A word-for-word copy of the line containing "present.insert(&file.file_path);" and every following line to the end of the data below is all the answer should hold.
Segment Start: Recorded information
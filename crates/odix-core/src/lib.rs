//! odix-core: Shared types, errors, and configuration for the odix index.

pub mod config;
pub mod error;
pub mod types;

pub use config::{IndexingConfig, OdixConfig, StorageConfig};
pub use error::*;
pub use types::*;
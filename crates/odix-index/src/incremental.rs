//! SHA-256 based change detection for incremental indexing.
//!
//! Compares scan fingerprints against stored file records so unchanged
//! files can be skipped and vanished files removed.

use crate::scanner::{ScanResult, ScannedFile};
use odix_core::FileRecord;
use std::collections::{HashMap, HashSet};

/// Disjoint classification of one scan.
#[derive(Debug, Default)]
pub struct ChangeSet {
    pub unchanged: Vec<ScannedFile>,
    /// Files to (re-)extract, new ones included.
    pub modified: Vec<ScannedFile>,
    /// Paths in `modified` that had no record before.
    pub new_files: HashSet<String>,
    /// Recorded paths that are no longer present.
    pub deleted: Vec<FileRecord>,
}

impl ChangeSet {
    pub fn is_noop(&self) -> bool {
        self.modified.is_empty() && self.deleted.is_empty()
    }
}

/// Tracks file content hashes for incremental change detection.
pub struct ChangeDetector {
    /// Map of file_path -> record from the last successful run.
    known: HashMap<String, FileRecord>,
}

impl ChangeDetector {
    /// Create a new empty ChangeDetector.
    pub fn new() -> Self {
        Self {
            known: HashMap::new(),
        }
    }

    /// Build from stored records (already restricted to the run's module
    /// filter, so out-of-filter files are never reported deleted).
    pub fn from_records(records: Vec<FileRecord>) -> Self {
        Self {
            known: records
                .into_iter()
                .map(|r| (r.file_path.clone(), r))
                .collect(),
        }
    }

    /// True if the file is new or its fingerprint differs.
    pub fn is_changed(&self, path: &str, fingerprint: &str) -> bool {
        self.known
            .get(path)
            .map_or(true, |r| r.fingerprint != fingerprint)
    }

    /// Classify a scan. With `incremental` off every scanned file is
    /// treated as modified.
    pub fn classify(&self, scan: &ScanResult, incremental: bool) -> ChangeSet {
        let mut changes = ChangeSet::default();
        let mut present: HashSet<&str> = HashSet::with_capacity(scan.files.len());

        for file in &scan.files {
            present.insert(&file.file_path);
            if !self.known.contains_key(&file.file_path) {
                changes.new_files.insert(file.file_path.clone());
                changes.modified.push(file.clone());
            } else if !incremental || self.is_changed(&file.file_path, &file.fingerprint) {
                changes.modified.push(file.clone());
            } else {
                changes.unchanged.push(file.clone());
            }
        }

        // Skipped files keep their prior rows.
        for skipped in &scan.skipped {
            present.insert(&skipped.file_path);
        }

        let mut deleted: Vec<FileRecord> = self
            .known
            .values()
            .filter(|r| !present.contains(r.file_path.as_str()))
            .cloned()
            .collect();
        deleted.sort_by(|a, b| a.file_path.cmp(&b.file_path));
        changes.deleted = deleted;

        changes
    }

    /// Get the number of tracked files.
    pub fn tracked_count(&self) -> usize {
        self.known.len()
    }
}

impl Default for ChangeDetector {
    fn default() -> Self {
        Self::new()
    }
}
Segment End: Recorded information
### [Finished exercise]
            present.insert(&file.file_path);
            if !self.known.contains_key(&file.file_path) {
                changes.new_files.insert(file.file_path.clone());
                changes.modified.push(file.clone());
            } else if !incremental || self.is_changed(&file.file_path, &file.fingerprint) {
                changes.modified.push(file.clone());
            } else {
                changes.unchanged.push(file.clone());
            }
        }

        // Skipped files keep their prior rows.
        for skipped in &scan.skipped {
            present.insert(&skipped.file_path);
        }

        let mut deleted: Vec<FileRecord> = self
            .known
            .values()
            .filter(|r| !present.contains(r.file_path.as_str()))
            .cloned()
            .collect();
        deleted.sort_by(|a, b| a.file_path.cmp(&b.file_path));
        changes.deleted = deleted;

        changes
    }

    /// Get the number of tracked files.
    pub fn tracked_count(&self) -> usize {
        self.known.len()
    }
}

impl Default for ChangeDetector {
    fn default() -> Self {
        Self::new()
    }
}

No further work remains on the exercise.